“It’s just life.”

September 7, 2007 — 12 Comments

As is my nature to fill any free time with stress or paranoia, I have been killing myself the last week or so, agonizing over my decision. (Which I will do a big post on later, but for now, is unimportant) I thought I was on track until I hit requisite Resistance and started the slide. The flood of emotions, the details, the considerations, obligations and promises…

“It’s just life.”

Why am I killing myself over it? Breathe. It hit me as I pulled into the parking space and a wave of calm had washed over me by the time I’d turned off the ignition. Isn’t it made to be lived? Aren’t we supposed to make big calls? And aren’t some of them supposed to fail and others succeed? Either way, this is what I am supposed to do. That is, weigh the evidence, make a decision and trust that it will be OK. What if it’s not–well, it is surely not going to kill me. I know that success requires total commitment and I have never had a problem throwing myself into things. But let’s just say I–or you–make the wrong choice. So?

It’s ironic too that the younger you are, the more important, more urgent, these things seem to be. They take on an aura of seriousness that rivals life and death–”Hey, my whole future is at stake here.” Jesus Christ. I catch myself doing this all the time. Let’s say I live to 70, that’s a solid 50 years left. I can’t even fathom that long. There is so very, very little that you cannot undo in that time, that you can’t turn into an overall positive. Some investments take a long time to pay off. Just as many pay out instantly–beyond your comprehension. Sometimes, you carry a loss to lower the taxes on a gain. What does it matter? If youth is not the time for calculated risk and big plans, what time is? It would be impossible to think that you would never have to screw up, and greedy to think you deserve to insulate yourself from that process well after you’re ready to deal with it. This is not excuse for failure but a certain kind of freedom. It’s the basis behind the “Relax, it’s going to be fine,” and the “Just let it rides.” The point is this: The very worst that can happen is that you fuck up, have to start over a little, and ultimately learn from it. The rest is just logistics. The rest is just logistics. And is being obsessed with logistics anyway to live?

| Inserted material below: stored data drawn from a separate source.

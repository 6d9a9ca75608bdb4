//! Ordered collections of parsed TREs
//!

use derive_more::derive::{Deref, IntoIterator};
use indexmap::IndexSet;
use tracing::debug;

#[cfg(feature = "serde")]
use serde::Serialize;

use crate::types::Tre;

/// The TREs attached to one header, in the order they were read
///
/// A tag may appear more than once. Adding and merging only ever append.
#[derive(Debug, Clone, Default, PartialEq, Eq, Deref, IntoIterator)]
#[cfg_attr(feature = "serde", derive(Serialize))]
#[cfg_attr(feature = "serde", serde(transparent))]
pub struct TreCollection {
    #[into_iterator(owned, ref)]
    tres: Vec<Tre>,
}

impl TreCollection {
    /// An empty collection
    pub fn new() -> Self {
        Self::default()
    }

    /// Append one TRE
    pub fn add(&mut self, tre: Tre) {
        self.tres.push(tre);
    }

    /// Append every TRE of `other`, keeping its order
    pub fn add_all(&mut self, other: TreCollection) {
        self.tres.extend(other.tres);
    }

    /// Attach TREs continued from an overflow segment
    ///
    /// Entries already present are never replaced, even when `other` holds the same tags.
    pub fn merge(&mut self, other: TreCollection) {
        debug!(
            existing = self.tres.len(),
            merged = other.tres.len(),
            "merging tre collection"
        );
        self.add_all(other);
    }

    /// Distinct tag names in first-seen order
    pub fn unique_names(&self) -> Vec<&str> {
        self.tres
            .iter()
            .map(|t| t.name.as_str())
            .collect::<IndexSet<_>>()
            .into_iter()
            .collect()
    }

    /// Every TRE with tag `name`, in order
    pub fn by_name(&self, name: &str) -> Vec<&Tre> {
        self.tres.iter().filter(|t| t.name == name).collect()
    }

    /// The first TRE with tag `name`
    pub fn first(&self, name: &str) -> Option<&Tre> {
        self.tres.iter().find(|t| t.name == name)
    }
}

impl FromIterator<Tre> for TreCollection {
    fn from_iter<T: IntoIterator<Item = Tre>>(iter: T) -> Self {
        TreCollection {
            tres: iter.into_iter().collect(),
        }
    }
}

I can tell you with emphatic certainty–at 20–that it is not. It is miserable. It will drive you into depression and anger and fear. Each worry you cut from your life increases happiness. Simple as that. And the younger you are, the less you should worry about. Listen, learn, consider, execute, evaluate and start it over again. You, I, have even less of an excuse for self-importance and reluctance than those with families, and careers, and mortgages at stake.

Remember, it’s just life. As cliche as it sounds, it’s meant to be lived. It’s meant to be enjoyed and it is designed around taking chances. Stress, worry, obsession, second-guessing, these are just impediments and crutches that take from you. Excise them as you would a cancer or a bad friend and wake up each morning with a lighter load and less-heavy heart. I woke up that way today and I plan to do it tomorrow.

Ryan Holiday

I'm a strategist for bestselling authors and billion dollar brands like American Apparel, Tucker Max and Robert Greene. My work has been used as case studies by Twitter, YouTube and Google and has been written about in AdAge, the New York Times, Gawker and Fast Company.

12 responses to “It’s just life.”

  1. I think, when life provides you two substantially good options, both of which will bring you places… if you think in extremes (best/worst case scenarios for both options) and write them down, it helps dissolve the stress and helps you act on your decision rather than going into that vicious circular thinking. (Think Tim Ferris with his round the world trip).

    The worst that can happen from what I can tell in your case is simply a temporary setback. And can’t you go BACK to school and quit your job in a year/semester if it’s nothing like what you expected or ask for a part-time gig while going to school?

    If they really, really even out in pro’s and con’s… you can even flip a coin. lol.

  2. Hey Ryan,

    Sort of a critique, but I’m not trying to knock you or anything. I love your blog and keep coming back to see how you deal with your life, and it’s unbelievable to see someone so driven and goal-oriented at our age. As you say “it is my nature to fill any free time with stress or paranoia”, I feel like thats the only side we see of you on this blog. Maybe just because it’s what inspires the best writing material, but most of your posts are pretty serious and deal with handling life on the whole.

    But “It’s just life,” right? What kind of stuff do you do for fun besides activities to blow off stress like running? Any funny friends or stories you can write about? What do you actually do at your job? What did you do last night? That’s the kind of stuff I would like to see around here once in a while.

    It’s your blog, that’s just my take as a reader.

  3. Trust me, Ryan, you have much more figured out than most twenty-somethings. Take lots of risks. You’ll want to have stories when you’re 70. I, however, plan to live until I’m 100 ;)

  4. That was enlightening. For real.

  5. This is pretty comforting, since I just lost my job. Things will be fine.